Bridget, also 22, will be walking across the stage at Fort Hays next weekend, elementary education degree in hand, ready to step into classrooms of her own. (She loves the little kids, which I find crazy.)
Thomas, my 20-year-old, graduated last May as a power lineman. He’s doing difficult, dangerous work. Each weekend he comes home and tells us stories. Sometimes during the telling, as I feel ready to suffocate from the magnitude of it all, his dad gives him a look, which means, “Stop talking, son. Read the room.” Letting go is not easy for this mama, but it’s his path, and he is doing brave things.
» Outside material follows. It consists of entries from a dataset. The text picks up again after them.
//! Subnet of a public cloud private network.
//!
//! Subnets are synchronous on the vendor side, so no polling is
//! involved. The vendor exposes no per-subnet read endpoint: reads list
//! the network's subnets and locate the stored identifier.

use async_trait::async_trait;
use serde::{Deserialize, Serialize};
use serde_json::{json, Value};
use tracing::debug;

use super::{id_str, opt_bool, required_str, set_attr};
use crate::client::OvhClient;
use crate::error::ProviderError;
use crate::provider::Resource;
use crate::schema::{Attribute, AttributeFlags, AttributeType, Block, NestedBlock, Schema};

/// Type name this resource registers under.
pub const TYPE: &str = "ovh_publiccloud_private_network_subnet";

/// Address range allocated inside a private network region.
pub struct PrivateNetworkSubnet;

#[derive(Debug, Serialize)]
#[serde(rename_all = "camelCase")]
struct SubnetCreate<'a> {
    service_name: &'a str,
    network_id: &'a str,
    dhcp: bool,
    no_gateway: bool,
    start: &'a str,
    end: &'a str,
    network: &'a str,
    region: &'a str,
}

#[derive(Debug, Clone, Deserialize)]
#[serde(rename_all = "camelCase")]
struct IpPool {
    #[serde(default)]
    network: String,
    #[serde(default)]
    region: String,
    #[serde(default)]
    dhcp: bool,
    #[serde(default)]
    start: String,
    #[serde(default)]
    end: String,
}

#[derive(Debug, Clone, Deserialize)]
#[serde(rename_all = "camelCase")]
struct Subnet {
    id: String,
    #[serde(default)]
    gateway_ip: Option<String>,
    #[serde(default)]
    cidr: Option<String>,
    #[serde(default)]
    ip_pools: Vec<IpPool>,
}

fn subnets_path(project: &str, network: &str) -> String {
    format!("/cloud/project/{project}/network/private/{network}/subnet")
}

async fn list_subnets(
    client: &OvhClient,
    project: &str,
    network: &str,
) -> Result<Vec<Subnet>, ProviderError> {
    Ok(client.get(&subnets_path(project, network)).await?)
}

fn populate(state: &mut Value, subnet: &Subnet) {
    set_attr(state, "gateway_ip", json!(subnet.gateway_ip));
    set_attr(state, "cidr", json!(subnet.cidr));

    let pools: Vec<Value> = subnet
        .ip_pools
        .iter()
        .map(|p| {
            json!({
                "network": p.network,
                "region": p.region,
                "dhcp": p.dhcp,
                "start": p.start,
                "end": p.end,
            })
        })
        .collect();
    set_attr(state, "ip_pools", json!(pools));
    set_attr(state, "id", json!(subnet.id));
}

#[async_trait]
impl Resource for PrivateNetworkSubnet {
    fn schema(&self) -> Schema {
        Schema::v0()
            .with_attribute("project_id", Attribute::required_string().force_new())
            .with_attribute("network_id", Attribute::required_string().force_new())
            .with_attribute(
                "dhcp",
                Attribute::optional_bool().with_default(json!(false)).force_new(),
            )
            .with_attribute("start", Attribute::required_string().force_new())
            .with_attribute("end", Attribute::required_string().force_new())
            .with_attribute("network", Attribute::required_string().force_new())
            .with_attribute("region", Attribute::required_string().force_new())
            .with_attribute(
                "no_gateway",
                Attribute::optional_bool().with_default(json!(false)).force_new(),
            )
            .with_attribute(
                "gateway_ip",
                Attribute::new(AttributeType::String, AttributeFlags::optional_computed()),
            )
            .with_attribute(
                "cidr",
                Attribute::new(AttributeType::String, AttributeFlags::optional_computed()),
            )
            .with_block(
                "ip_pools",
                NestedBlock::set(
                    Block::new()
                        .with_attribute("network", Attribute::computed_string())
                        .with_attribute("region", Attribute::computed_string())
                        .with_attribute(
                            "dhcp",
                            Attribute::new(AttributeType::Bool, AttributeFlags::computed()),
                        )
                        .with_attribute("start", Attribute::computed_string())
                        .with_attribute("end", Attribute::computed_string()),
                ),
            )
            .with_attribute("id", Attribute::computed_string())
    }

    async fn create(
        &self,
        client: &OvhClient,
        mut state: Value,
    ) -> Result<Value, ProviderError> {
        let project = required_str(&state, "project_id")?.to_string();
        let network_id = required_str(&state, "network_id")?.to_string();
        let start = required_str(&state, "start")?.to_string();
        let end = required_str(&state, "end")?.to_string();
        let network = required_str(&state, "network")?.to_string();
        let region = required_str(&state, "region")?.to_string();

        let params = SubnetCreate {
            service_name: &project,
            network_id: &network_id,
            dhcp: opt_bool(&state, "dhcp"),
            no_gateway: opt_bool(&state, "no_gateway"),
            start: &start,
            end: &end,
            network: &network,
            region: &region,
        };

        debug!(project = %project, network = %network_id, region = %region, "creating subnet");

        let subnet: Subnet = client
            .post(&subnets_path(&project, &network_id), &params)
            .await?;

        set_attr(&mut state, "id", json!(subnet.id));
        Ok(state)
    }

    async fn read(&self, client: &OvhClient, mut state: Value) -> Result<Value, ProviderError> {
        let project = required_str(&state, "project_id")?.to_string();
        let network_id = required_str(&state, "network_id")?.to_string();
        let id = id_str(&state)?.to_string();

        let subnets = list_subnets(client, &project, &network_id).await?;
        let subnet = subnets
            .iter()
            .find(|s| s.id == id)
            .ok_or_else(|| ProviderError::NotFound(format!("subnet {id}")))?;

        populate(&mut state, subnet);
        Ok(state)
    }

    async fn delete(&self, client: &OvhClient, state: Value) -> Result<(), ProviderError> {
        let project = required_str(&state, "project_id")?.to_string();
        let network_id = required_str(&state, "network_id")?.to_string();
        let id = id_str(&state)?.to_string();

        debug!(project = %project, network = %network_id, subnet = %id, "deleting subnet");

        client
            .delete(&format!("{}/{id}", subnets_path(&project, &network_id)))
            .await?;
        Ok(())
    }

    async fn exists(&self, client: &OvhClient, state: Value) -> Result<bool, ProviderError> {
        let project = required_str(&state, "project_id")?.to_string();
        let network_id = required_str(&state, "network_id")?.to_string();
        let id = id_str(&state)?.to_string();

        let subnets = list_subnets(client, &project, &network_id).await?;
        Ok(subnets.iter().any(|s| s.id == id))
    }
}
David, my youngest, just shot up seven inches in two years and is getting ready to launch a car detailing business. He did the research, bought the supplies, and made my car carpets look brand new. (I had no idea carpets could get that dirty…or that clean.) He’s growing in ways I can hardly keep up with.
Everywhere I turn, change is happening. The house feels quieter. My role as a mother is shifting—less hands-on, more heart-on. And that push-pull on my soul? It’s real. The push to release. The pull to hold close.
Transition isn’t just something we experience personally—it’s something we live alongside those we love. For instance, as I watch Bridget prepare for graduation, I’m struck by the quiet ache and quiet hope that live side by side. She’s reaching out, sending resumes, interviewing—and waiting. That prayerful, stretching kind of waiting. The space between what is and what will be. Between who she’s been and who she’s becoming. And I feel it just as deeply from where I stand.
She has her eye on specific schools and one grade level in particular. So I did what mothers do; I took it to prayer. I grabbed my beads and went to my spot—my porch swing on my deck, and as I fell into the familiar cadence, my heart was sending out S.O.S. signals like a flare, asking for special, loving attention for Bridget.
During that prayer session I felt the Holy Spirit pause me, so I stopped praying. In that space, I saw all the ways that He has guided me in my life and in my own teaching career. I recalled my beautiful teaching experience at Sacred Heart Catholic School in Old Town Florissant, a glorious place, rich with close-knit families. I thought of the amazing students. The supportive staff. The fantastic principal. I thought of my “second” career with education, as I went back into the classroom after raising children for three decades. I smiled as I thought of all of the joy I’ve experienced over the last three years. Then I heard without hearing, “Lori, I was there for you…and I’ve got Bridget, too.”
I share that with you, knowing that you are most likely in a similar place, wanting to be connected to your children without controlling, walking beside them without leading. It’s about surrendering to something bigger than ourselves; many call it Trustful Surrender to Divine Providence. It’s a new way of living, a new way of loving, and it is deeply sacred, if we take the time to allow it entrance.
Sometimes it is easier to just stay busy, to NOT let the emotions in because inevitably, with the tender emotions, in the quiet of that space, the old familiar questions creep in: Did I do enough? Did I love well? Did I screw them up? Will they need therapy for decades? Should I have made them stick with piano? Soccer? Babysitting? Was I too soft? Too hard? Too distracted? Too much?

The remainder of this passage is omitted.